Well, it’s that time of decade again. Someone in Congress has finally—or, rather, once again—taken note of how the DMCA’s anti-circumvention provisions step all over consumer rights and introduced legislation to try to balance the scales.
Ars Technica reports that three Democrats and a Republican, including California rep Zoe Lofgren, have introduced the Unlocking Technology Act of 2013. This act would rewrite the anti-circumvention provision to make DRM-breaking illegal only if it’s done in order to “facilitate the infringement of a copyright.” Non-infringing uses, such as ripping DVDs, unlocking cell phones, and so on, would presumably be allowed.
It’s a great idea. Too bad it doesn’t have a snowball’s chance of passing. (Rick Boucher tried something similar ten years ago, but it never went anywhere either.)
Why? Because Big Content doesn’t care whether what you want to do with your content is legal. That’s why they bought the DMCA in the first place, to do an end run around consumer rights by making enabling those rights illegal. It’s as if they realized they couldn’t outlaw eating food from the refrigerator, so they outlawed opening the fridge instead. (Heck, just look at how hard they fight every three years when it comes time for the Librarian of Congress to consider possible case-by-case exemptions to the DMCA. Why wouldn’t they fight such a general weakening of it even harder?)
Consumers have the right to import media from other countries or continents for their personal use and even resale. (This was reiterated just a couple of months ago by the Supreme Court.) So Hollywood implemented region-coding, so that you can’t legally watch that cheaper movie you legally ordered from China on your American player. (Unless you order it from Hong Kong, anyway, where they don’t do region-coding as much.)
Consumers have the right to make fair use of media content, such as e-books, once they buy it. But major e-book vendors such as Amazon, Barnes & Noble, Apple, and Kobo want to lock you into their own platforms, so you have to give them all your money and can’t give it to anyone else. So they put encryption on their e-books, and you can’t legally break it, so you can only read their locked-down books on their own devices or apps. And, likewise, movie studios want to sell you multiple copies in multiple formats of their movies, so they make it illegal to copy them yourself.
Let’s not forget, Hollywood wanted to kill the VCR dead, dead, dead. They finally succeeded when they insisted that the new high-definition television standard had to carry DRM, precisely so you can’t easily record high-definition copies of your favorite TV shows or movies off the air. Hollywood has gotten so paranoid about its movies that every so often it intentionally breaks compatibility of new Blu-rays with older players—meaning that sooner or later you’re going to have to buy a new Blu-ray player while your old one still works fine because no manufacturer is going to keep updating old hardware after it becomes uneconomical to do so.

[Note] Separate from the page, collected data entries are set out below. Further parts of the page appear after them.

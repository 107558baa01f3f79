use anyhow::Context;
use bookshelf_kernel::settings::Settings;

#[tokio::main]
async fn main() -> anyhow::Result<()> {
    let settings = Settings::load().with_context(|| "failed to load bookshelf settings")?;
    bookshelf_telemetry::init(&settings.telemetry);

    tracing::info!(
        env = ?settings.environment,
        port = settings.server.port,
        "bookshelf bootstrap starting"
    );

    bookshelf_app::run(settings).await
}
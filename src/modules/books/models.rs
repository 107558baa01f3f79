use serde::{Deserialize, Serialize};
use serde_json::{Map, Value};
use thiserror::Error;

use bookshelf_http::error::AppError;

/// Identifier assigned at creation; milliseconds since the Unix epoch.
pub type BookId = i64;

const ID_FIELD: &str = "id";

/// A book record.
#[derive(Debug, Clone, PartialEq, Serialize, Deserialize)]
pub struct Book {
    /// Unique identifier for the book
    pub id: BookId,
    /// Title of the book
    pub title: String,
    /// Author of the book
    pub author: String,
    /// Publication year
    pub year: i64,
    /// Fields merged in by updates beyond the core ones.
    #[serde(flatten)]
    pub extra: Map<String, Value>,
}

impl Book {
    /// Shallow-merge `patch` into this record. The id never changes and
    /// nothing is re-validated.
    ///
    /// A `null` core field in the patch is treated as absent and keeps the
    /// stored value, since `title`, `author` and `year` cannot hold null.
    /// Extra fields do take `null`.
    pub fn apply(&mut self, patch: BookPatch) {
        if let Some(title) = patch.title {
            self.title = title;
        }
        if let Some(author) = patch.author {
            self.author = author;
        }
        if let Some(year) = patch.year {
            self.year = year;
        }
        self.extra.extend(
            patch
                .extra
                .into_iter()
                .filter(|(key, _)| key.as_str() != ID_FIELD),
        );
    }
}

/// Request body for `POST /books`. Every field is optional here so that a
/// missing field is reported as incomplete data rather than a parse error.
#[derive(Debug, Clone, Default, Deserialize)]
pub struct CreateBook {
    pub title: Option<String>,
    pub author: Option<String>,
    pub year: Option<i64>,
}

/// A creation request that passed validation.
#[derive(Debug, Clone, PartialEq, Eq)]
pub struct NewBook {
    pub title: String,
    pub author: String,
    pub year: i64,
}

impl CreateBook {
    /// Parse a request body. Anything that is not a JSON object with
    /// correctly typed fields counts as incomplete.
    pub fn from_json(body: &[u8]) -> Result<Self, BookError> {
        json_object(body)
            .and_then(|object| serde_json::from_value(Value::Object(object)).ok())
            .ok_or(BookError::IncompleteData)
    }

    /// Reject absent, empty or zero fields.
    pub fn validate(self) -> Result<NewBook, BookError> {
        match (self.title, self.author, self.year) {
            (Some(title), Some(author), Some(year))
                if !title.is_empty() && !author.is_empty() && year != 0 =>
            {
                Ok(NewBook {
                    title,
                    author,
                    year,
                })
            }
            _ => Err(BookError::IncompleteData),
        }
    }
}

/// Request body for `PUT /books/{id}`.
///
/// A JSON `null` for a core field leaves it unchanged. Any `id` in the body is
/// discarded. Unknown fields are carried into [`Book::extra`].
#[derive(Debug, Clone, Default, Deserialize)]
pub struct BookPatch {
    #[serde(default)]
    pub title: Option<String>,
    #[serde(default)]
    pub author: Option<String>,
    #[serde(default)]
    pub year: Option<i64>,
    #[serde(flatten)]
    pub extra: Map<String, Value>,
}

impl BookPatch {
    /// Parse a request body. An empty body is an empty patch.
    pub fn from_json(body: &[u8]) -> Result<Self, BookError> {
        if body.iter().all(u8::is_ascii_whitespace) {
            return Ok(Self::default());
        }
        let mut object = json_object(body).ok_or(BookError::MalformedBody)?;
        object.remove(ID_FIELD);
        serde_json::from_value(Value::Object(object)).map_err(|_| BookError::MalformedBody)
    }
}

fn json_object(body: &[u8]) -> Option<Map<String, Value>> {
    match serde_json::from_slice(body).ok()? {
        Value::Object(object) => Some(object),
        _ => None,
    }
}

/// Query string of `GET /search`.
#[derive(Debug, Clone, Default, PartialEq, Eq)]
pub struct SearchParams {
    /// `None` when the parameter is absent; an absent title matches no book.
    pub title: Option<String>,
}

impl SearchParams {
    /// The first `title` wins when the parameter is repeated.
    pub fn from_pairs(pairs: Vec<(String, String)>) -> Self {
        let title = pairs
            .into_iter()
            .find_map(|(key, value)| (key == "title").then_some(value));
        Self { title }
    }
}

/// Parse a path id. `None` matches no book.
pub fn parse_id(raw: &str) -> Option<BookId> {
    raw.parse().ok()
}

/// Failures surfaced by the books endpoints.
#[derive(Debug, Error, Clone, Copy, PartialEq, Eq)]
pub enum BookError {
    #[error("Book not found")]
    NotFound,
    #[error("Incomplete data")]
    IncompleteData,
    #[error("Malformed request body")]
    MalformedBody,
}

impl From<BookError> for AppError {
    fn from(err: BookError) -> Self {
        match err {
            BookError::NotFound => AppError::not_found(err.to_string()),
            BookError::IncompleteData | BookError::MalformedBody => {
                AppError::bad_request(err.to_string())
            }
        }
    }
}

So Hollywood, publishers, and anyone else in the business of selling content is going to fight this legislation tooth and nail—not because they think people want to break DRM in order to do something illegal, but because they think people want to break DRM in ways that will cause them to make less money. And they’ll spend as much money as they do have to kill this legislation as dead as they wanted to kill the VCR.
So write your congressman, asking him to get behind this bill and push. I know I will be. And I hope, I really hope, I’m wrong about the bill’s chances. But don’t hold your breath. If Big Content had wanted to let Congress outlaw cracking DRM only for illegal purposes, the law would have been written that way in the first place. And they’re the ones who have all the money on their side.